Colorado's initial efforts to deter teens from taking up marijuana drew criticism for recycling Drug War-era scare tactics. Public health officials seek to strike a different tone with the 'What's next" campaign.

Todd Mitchem/AP
Todd Mitchem is a cannabis consumer and chief executive officer of an app-based social network for cannabis enthusiasts, High There! He's also the single dad of three kids ages 11, 9, and 7. Mr. Mitchem says legal recreational marijuana has changed the pot conversation for him and other parents.

One of the first two states to legalize recreational marijuana is taking steps to keep teens from using the drug.

Colorado, in its second public service campaign since pot became legal at the start of 2014 for people over 21, was careful this time to not vilify the drug. Instead, after Health Department officials talked with more than 800 minors through focus groups, school visits, and phone interviews to help craft the campaign, the ads seek to send the message that marijuana use early in life can stymie a child’s potential.

Called the "What's Next" campaign, the ads show active kids and reminds them that their brains continue to develop until they're 25. The ads say that pot use can make it harder for them to pass a test, land a job, or pass the exam for a driver's license.

The state Health Department faced backlash last year for its first effort, called "Don't Be A Lab Rat," which marijuana activists said recycled Drug War-era scare tactics. That youth anti-pot campaign included erecting human-sized rat cages outside schools and libraries. Some Colorado teens used the installation art as an opportunity to criticize the campaign by photographing themselves smoking pot inside the cages, then posting the images on social media.

The new campaign aims to strike a different tone.

One ad shows a teen girl playing on a basketball court and the tag line, "Don't let marijuana get in the way of ambition." Another ad shows a boy playing on a drum set with the tag line, "Don't let marijuana get in the way of passion."

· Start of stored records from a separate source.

use once_cell::sync::Lazy;
use serde::{Deserialize, Serialize};
use std::env;

#[derive(Debug, Clone, Serialize, Deserialize)]
pub struct AppConfig {
    pub environment: Environment,
    pub server: ServerConfig,
    pub database: DatabaseConfig,
    pub session: SessionConfig,
    pub security: SecurityConfig,
}

#[derive(Debug, Clone, Serialize, Deserialize)]
pub enum Environment {
    Development,
    Staging,
    Production,
}

#[derive(Debug, Clone, Serialize, Deserialize)]
pub struct ServerConfig {
    pub host: String,
    pub port: u16,
}

#[derive(Debug, Clone, Serialize, Deserialize)]
pub struct DatabaseConfig {
    pub url: String,
    pub max_connections: u32,
    /// Seconds to wait for a pooled connection
    pub connection_timeout: u64,
}

#[derive(Debug, Clone, Copy, PartialEq, Eq, Serialize, Deserialize)]
pub enum SessionStoreKind {
    Memory,
    Database,
}

#[derive(Debug, Clone, Serialize, Deserialize)]
pub struct SessionConfig {
    pub ttl_hours: u64,
    pub cookie_name: String,
    pub cookie_secure: bool,
    pub store: SessionStoreKind,
    pub purge_interval_secs: u64,
}

impl SessionConfig {
    pub fn ttl(&self) -> tower_sessions::cookie::time::Duration {
        tower_sessions::cookie::time::Duration::hours(self.ttl_hours as i64)
    }
}

#[derive(Debug, Clone, Serialize, Deserialize)]
pub struct SecurityConfig {
    pub enable_cors: bool,
    pub cors_origins: Vec<String>,
    pub admin_username: String,
    pub admin_password: String,
    /// Argon2 memory cost in KiB
    pub hash_memory_kib: u32,
    pub hash_iterations: u32,
}

impl AppConfig {
    pub fn from_env() -> Self {
        let environment = match env::var("APP_ENV").as_deref() {
            Ok("production") | Ok("prod") => Environment::Production,
            Ok("staging") | Ok("stage") => Environment::Staging,
            _ => Environment::Development,
        };

        // Set defaults based on environment, then override with specific env vars
        match environment {
            Environment::Production => Self::production(),
            Environment::Staging => Self::staging(),
            Environment::Development => Self::development(),
        }
        .with_env_overrides()
    }

    fn with_env_overrides(mut self) -> Self {
        // Server overrides
        if let Ok(v) = env::var("HOST") {
            self.server.host = v;
        }
        if let Ok(v) = env::var("PORT") {
            self.server.port = v.parse().unwrap_or(self.server.port);
        }

        // Database overrides
        if let Ok(v) = env::var("DATABASE_URL") {
            self.database.url = v;
        }
        if let Ok(v) = env::var("DATABASE_MAX_CONNECTIONS") {
            self.database.max_connections = v.parse().unwrap_or(self.database.max_connections);
        }
        if let Ok(v) = env::var("DATABASE_CONNECTION_TIMEOUT") {
            self.database.connection_timeout = v.parse().unwrap_or(self.database.connection_timeout);
        }

        // Session overrides
        if let Ok(v) = env::var("SESSION_TTL_HOURS") {
            self.session.ttl_hours = v.parse().unwrap_or(self.session.ttl_hours);
        }
        if let Ok(v) = env::var("SESSION_COOKIE_NAME") {
            self.session.cookie_name = v;
        }
        if let Ok(v) = env::var("SESSION_COOKIE_SECURE") {
            self.session.cookie_secure = v.parse().unwrap_or(self.session.cookie_secure);
        }
        if let Ok(v) = env::var("SESSION_STORE") {
            self.session.store = match v.as_str() {
                "memory" => SessionStoreKind::Memory,
                "database" | "db" => SessionStoreKind::Database,
                _ => self.session.store,
            };
        }
        if let Ok(v) = env::var("SESSION_PURGE_INTERVAL_SECS") {
            self.session.purge_interval_secs = v.parse().unwrap_or(self.session.purge_interval_secs);
        }

        // Security overrides
        if let Ok(v) = env::var("SECURITY_ENABLE_CORS") {
            self.security.enable_cors = v.parse().unwrap_or(self.security.enable_cors);
        }
        if let Ok(v) = env::var("SECURITY_CORS_ORIGINS") {
            self.security.cors_origins = v.split(',').map(|s| s.trim().to_string()).collect();
        }
        if let Ok(v) = env::var("ADMIN_USERNAME") {
            self.security.admin_username = v;
        }
        if let Ok(v) = env::var("ADMIN_PASSWORD") {
            self.security.admin_password = v;
        }
        if let Ok(v) = env::var("SECURITY_HASH_MEMORY_KIB") {
            self.security.hash_memory_kib = v.parse().unwrap_or(self.security.hash_memory_kib);
        }
        if let Ok(v) = env::var("SECURITY_HASH_ITERATIONS") {
            self.security.hash_iterations = v.parse().unwrap_or(self.security.hash_iterations);
        }

        self
    }

    fn development() -> Self {
        Self {
            environment: Environment::Development,
            server: ServerConfig {
                host: "127.0.0.1".to_string(),
                port: 3000,
            },
            database: DatabaseConfig {
                url: "sqlite://timesheet.db".to_string(),
                max_connections: 5,
                connection_timeout: 30,
            },
            session: SessionConfig {
                ttl_hours: 24,
                cookie_name: "timesheet.sid".to_string(),
                cookie_secure: false,
                store: SessionStoreKind::Memory,
                purge_interval_secs: 300,
            },
            security: SecurityConfig {
                enable_cors: true,
                cors_origins: vec!["http://localhost:3000".to_string(), "http://localhost:5173".to_string()],
                admin_username: "admin".to_string(),
                admin_password: "admin123".to_string(),
                hash_memory_kib: 19 * 1024,
                hash_iterations: 2,
            },
        }
    }

    fn staging() -> Self {
        Self {
            environment: Environment::Staging,
            server: ServerConfig {
                host: "0.0.0.0".to_string(),
                port: 3000,
            },
            database: DatabaseConfig {
                url: "sqlite://timesheet.db".to_string(),
                max_connections: 10,
                connection_timeout: 10,
            },
            session: SessionConfig {
                ttl_hours: 24,
                cookie_name: "timesheet.sid".to_string(),
                cookie_secure: true,
                store: SessionStoreKind::Database,
                purge_interval_secs: 300,
            },
            security: SecurityConfig {
                enable_cors: true,
                cors_origins: vec!["https://staging.example.com".to_string()],
                admin_username: "admin".to_string(),
                admin_password: "admin123".to_string(),
                hash_memory_kib: 19 * 1024,
                hash_iterations: 2,
            },
        }
    }

    fn production() -> Self {
        Self {
            environment: Environment::Production,
            server: ServerConfig {
                host: "0.0.0.0".to_string(),
                port: 3000,
            },
            database: DatabaseConfig {
                url: "sqlite://timesheet.db".to_string(),
                max_connections: 20,
                connection_timeout: 5,
            },
            session: SessionConfig {
                ttl_hours: 24,
                cookie_name: "timesheet.sid".to_string(),
                cookie_secure: true,
                store: SessionStoreKind::Database,
                purge_interval_secs: 900,
            },
            security: SecurityConfig {
                enable_cors: false,
                cors_origins: vec![],
                admin_username: "admin".to_string(),
                admin_password: "admin123".to_string(),
                hash_memory_kib: 19 * 1024,
                hash_iterations: 2,
            },
        }
    }

    /// In-memory store, memory sessions and a cheap password hash.
    pub fn testing() -> Self {
        let mut config = Self::development();
        config.database.url = "sqlite::memory:".to_string();
        config.database.max_connections = 1;
        config.security.enable_cors = false;
        config.security.hash_memory_kib = 1024;
        config.security.hash_iterations = 1;
        config
    }
}

// Global singleton config - initialized once at startup
pub static CONFIG: Lazy<AppConfig> = Lazy::new(AppConfig::from_env);

// Convenience function for accessing config
pub fn config() -> &'static AppConfig {
    &CONFIG
}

The Health Department said that its research showed that teens "want credible information to make their own health decisions and don't respond to 'preachy' messages or scare tactics," in a news release for the newest campaign.

Colorado also has a pot-education campaign for the general public that includes tips for parents on how to talk to their kids about the newly legal drug. Called the "Good To Know" campaign, the ads tell parents to stay positive but encourages them to start a conversation about the drug.

"Teach them that marijuana use is not something to build an identity around," that campaign suggests.

In a recent report, the state Health Department called monitoring the potential impacts of the legalization of retail marijuana on adolescents a public health priority in Colorado. The department cautioned that since the changes in legislation are recent, the data are not yet clear as to how and if the legalization of pot will affect use among teens. But the report did point out that prior to the law taking effect, trends in the prevalence of marijuana use among Colorado high school students mimic the national trends and are comparable with surrounding states.

Since the drug became legal, Colorado has ramped up efforts to regulate its sale, and keep it out of the hands of minors. Just three months after recreational pot was legalized, the governor signed into law a widely supported policy extending the same packaging requirements to medical marijuana products that already exist for recreational ones.

"Keeping marijuana out of the hands of kids should be a priority for all of us," said Governor Hickenlooper, before signing the bill. 

Critics of the rolling back of marijuana policy are still skeptical that PSAs and public education are effective in keeping kids away from recreational pot use as it becomes easier and easier to access. 

"Any steps to reduce access to kids and make it less likely kids will use marijuana is laudable, but I think will ultimately be unsuccessful in the framework of legalization," says Kevin Sabet, the cofounder of Project SAM and director of the Drug Policy Institute at the University of Florida, in an interview last year with The Christian Science Monitor. "Because legalization by definition is the commercialization of marijuana and companies only make money off heavy users, they have to target young people as part of a successful business model."

This report contains material from the Associated Press.